Alyson Jones

Medal record

Women's swimming

Representing England

Commonwealth Games

= Alyson Jones =

British GP and former swimming champion (born 1956)

Alyson Jones (born 1956) is a British GP and former swimming champion.

==Biography==
She was born in Middlesbrough in north-east England and attended local schools. She began training as a competitive swimmer at local clubs such as Eston and Hartlepool, winning several titles in the Northumberland and Durham Swimming Association. In 1974, at age 17, she represented England at the 1974 Commonwealth Games in Christchurch, New Zealand, winning a bronze medal in the 4×100 m freestyle relay.

She won the 1985 British Championship in 50 metres freestyle and 100 metres freestyle.

Following this, she ceased competitive swimming to study medicine at the University of Nottingham. Remarkably, in 1985 she returned to competitive swimming at the age of 28, gaining national ranking in freestyle. This was four years before Olympic medallist Sharron Davies also returned to top level competition at the age of 26.

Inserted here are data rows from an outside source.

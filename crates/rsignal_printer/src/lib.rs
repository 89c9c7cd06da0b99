//! rsignal_printer: AST to text output.
//!
//! Converts a module's AST, including nodes synthesized by the rewriter,
//! back into JavaScript text. Parentheses the source wrote survive as
//! `Parenthesized` nodes; the ones synthesized nodes need are derived from
//! operator precedence.

use rsignal_ast::node::*;
use rsignal_ast::precedence::{get_binary_operator_precedence, get_expression_precedence, OperatorPrecedence};
use rsignal_ast::syntax_kind::SyntaxKind;
use rsignal_ast::types::{ModifierFlags, NodeFlags};
use rsignal_core::intern::{InternedString, StringInterner};

/// Options for the printer.
pub struct PrinterOptions {
    /// Indentation string.
    pub indent_str: String,
    /// Newline string.
    pub new_line: String,
    /// Whether to emit a trailing newline.
    pub trailing_newline: bool,
}

impl Default for PrinterOptions {
    fn default() -> Self {
        Self {
            indent_str: "    ".to_string(),
            new_line: "\n".to_string(),
            trailing_newline: true,
        }
    }
}

/// The printer converts AST nodes to text.
pub struct Printer<'i> {
    output: String,
    indent_level: u32,
    options: PrinterOptions,
    interner: &'i StringInterner,
}
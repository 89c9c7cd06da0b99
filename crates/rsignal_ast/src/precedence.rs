//! Operator precedence for binary and unary operators.
//!
//! Shared by the parser, which climbs binary operators by precedence, and
//! the printer, which decides where synthesized expressions need
//! parentheses.

use crate::node::Expression;
use crate::syntax_kind::SyntaxKind;

/// Operator precedence levels, lowest to highest.
#[derive(Debug, Clone, Copy, PartialEq, Eq, PartialOrd, Ord)]
#[repr(u8)]
pub enum OperatorPrecedence {
    Comma = 0,
    Spread = 1,
    Yield = 2,
    Assignment = 3,
    Conditional = 4,
    NullishCoalescing = 5,
    LogicalOr = 6,
    LogicalAnd = 7,
    BitwiseOr = 8,
    BitwiseXor = 9,
    BitwiseAnd = 10,
    Equality = 11,
    Relational = 12,
    Shift = 13,
    Additive = 14,
    Multiplicative = 15,
    Exponentiation = 16,
    Unary = 17,
    Update = 18,
    LeftHandSide = 19,
    Member = 20,
    Primary = 21,
    Highest = 22,
    Invalid = 255,
}

impl OperatorPrecedence {
    /// The next level up, used as the minimum precedence of a
    /// left-associative operator's right operand.
    pub fn next(self) -> OperatorPrecedence {
        match self {
            OperatorPrecedence::Comma => OperatorPrecedence::Spread,
            OperatorPrecedence::Spread => OperatorPrecedence::Yield,
            OperatorPrecedence::Yield => OperatorPrecedence::Assignment,
            OperatorPrecedence::Assignment => OperatorPrecedence::Conditional,
            OperatorPrecedence::Conditional => OperatorPrecedence::NullishCoalescing,
            OperatorPrecedence::NullishCoalescing => OperatorPrecedence::LogicalOr,
            OperatorPrecedence::LogicalOr => OperatorPrecedence::LogicalAnd,
            OperatorPrecedence::LogicalAnd => OperatorPrecedence::BitwiseOr,
            OperatorPrecedence::BitwiseOr => OperatorPrecedence::BitwiseXor,
            OperatorPrecedence::BitwiseXor => OperatorPrecedence::BitwiseAnd,
            OperatorPrecedence::BitwiseAnd => OperatorPrecedence::Equality,
            OperatorPrecedence::Equality => OperatorPrecedence::Relational,
            OperatorPrecedence::Relational => OperatorPrecedence::Shift,
            OperatorPrecedence::Shift => OperatorPrecedence::Additive,
            OperatorPrecedence::Additive => OperatorPrecedence::Multiplicative,
            OperatorPrecedence::Multiplicative => OperatorPrecedence::Exponentiation,
            OperatorPrecedence::Exponentiation => OperatorPrecedence::Unary,
            OperatorPrecedence::Unary => OperatorPrecedence::Update,
            OperatorPrecedence::Update => OperatorPrecedence::LeftHandSide,
            OperatorPrecedence::LeftHandSide => OperatorPrecedence::Member,
            OperatorPrecedence::Member => OperatorPrecedence::Primary,
            OperatorPrecedence::Primary | OperatorPrecedence::Highest => OperatorPrecedence::Highest,
            OperatorPrecedence::Invalid => OperatorPrecedence::Invalid,
        }
    }
}

/// Get the binary operator precedence for a given token kind.
pub fn get_binary_operator_precedence(kind: SyntaxKind) -> OperatorPrecedence {
    match kind {
        SyntaxKind::QuestionQuestionToken => OperatorPrecedence::NullishCoalescing,
        SyntaxKind::BarBarToken => OperatorPrecedence::LogicalOr,
        SyntaxKind::AmpersandAmpersandToken => OperatorPrecedence::LogicalAnd,
        SyntaxKind::BarToken => OperatorPrecedence::BitwiseOr,
        SyntaxKind::CaretToken => OperatorPrecedence::BitwiseXor,
        SyntaxKind::AmpersandToken => OperatorPrecedence::BitwiseAnd,
        SyntaxKind::EqualsEqualsToken
        | SyntaxKind::ExclamationEqualsToken
        | SyntaxKind::EqualsEqualsEqualsToken
        | SyntaxKind::ExclamationEqualsEqualsToken => OperatorPrecedence::Equality,
        SyntaxKind::LessThanToken
        | SyntaxKind::GreaterThanToken
        | SyntaxKind::LessThanEqualsToken
        | SyntaxKind::GreaterThanEqualsToken
        | SyntaxKind::InstanceOfKeyword
        | SyntaxKind::InKeyword => OperatorPrecedence::Relational,
        SyntaxKind::LessThanLessThanToken
        | SyntaxKind::GreaterThanGreaterThanToken
        | SyntaxKind::GreaterThanGreaterThanGreaterThanToken => OperatorPrecedence::Shift,
        SyntaxKind::PlusToken | SyntaxKind::MinusToken => OperatorPrecedence::Additive,
        SyntaxKind::AsteriskToken | SyntaxKind::SlashToken | SyntaxKind::PercentToken => {
            OperatorPrecedence::Multiplicative
        }
        SyntaxKind::AsteriskAsteriskToken => OperatorPrecedence::Exponentiation,
        _ => OperatorPrecedence::Invalid,
    }
}

/// Precedence of the operator at the root of `expr`.
pub fn get_expression_precedence(expr: &Expression<'_>) -> OperatorPrecedence {
    match expr {
        Expression::Binary(binary) => {
            if binary.operator == SyntaxKind::CommaToken {
                OperatorPrecedence::Comma
            } else if binary.operator.is_assignment_operator() {
                OperatorPrecedence::Assignment
            } else {
                get_binary_operator_precedence(binary.operator)
            }
        }
        Expression::Spread(_) => OperatorPrecedence::Spread,
        Expression::Yield(_) => OperatorPrecedence::Yield,
        Expression::ArrowFunction(_) => OperatorPrecedence::Assignment,
        Expression::Conditional(_) => OperatorPrecedence::Conditional,
        Expression::PrefixUnary(_)
        | Expression::Delete(_)
        | Expression::TypeOf(_)
        | Expression::Void(_)
        | Expression::Await(_) => OperatorPrecedence::Unary,
        Expression::PostfixUnary(_) => OperatorPrecedence::Update,
        Expression::Call(_) => OperatorPrecedence::LeftHandSide,
        Expression::New(new) if new.arguments.is_none() => OperatorPrecedence::LeftHandSide,
        Expression::New(_)
        | Expression::PropertyAccess(_)
        | Expression::ElementAccess(_)
        | Expression::TaggedTemplate(_)
        | Expression::MetaProperty(_) => OperatorPrecedence::Member,
        _ => OperatorPrecedence::Primary,
    }
}

#[cfg(test)]
mod tests {
    use super::*;

    #[test]
    fn test_binary_ordering() {
        assert!(
            get_binary_operator_precedence(SyntaxKind::AsteriskToken)
                > get_binary_operator_precedence(SyntaxKind::PlusToken)
        );
        assert!(
            get_binary_operator_precedence(SyntaxKind::BarBarToken)
                > get_binary_operator_precedence(SyntaxKind::QuestionQuestionToken)
        );
        assert_eq!(
            get_binary_operator_precedence(SyntaxKind::EqualsToken),
            OperatorPrecedence::Invalid
        );
    }

    #[test]
    fn test_next_level() {
        assert_eq!(OperatorPrecedence::Additive.next(), OperatorPrecedence::Multiplicative);
        assert_eq!(OperatorPrecedence::Highest.next(), OperatorPrecedence::Highest);
    }
}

Jones is interested in sports medicine, and has accompanied British teams abroad as team doctor. She currently holds the masters record for the 100 m freestyle, age group 50-54, set in 2007.

Jones is related to other noted sporting figures. She is a great-granddaughter of footballer Walter Tranter, who played for West Ham United in 1900, and a cousin of Leeds United and England footballer Michael O'Grady.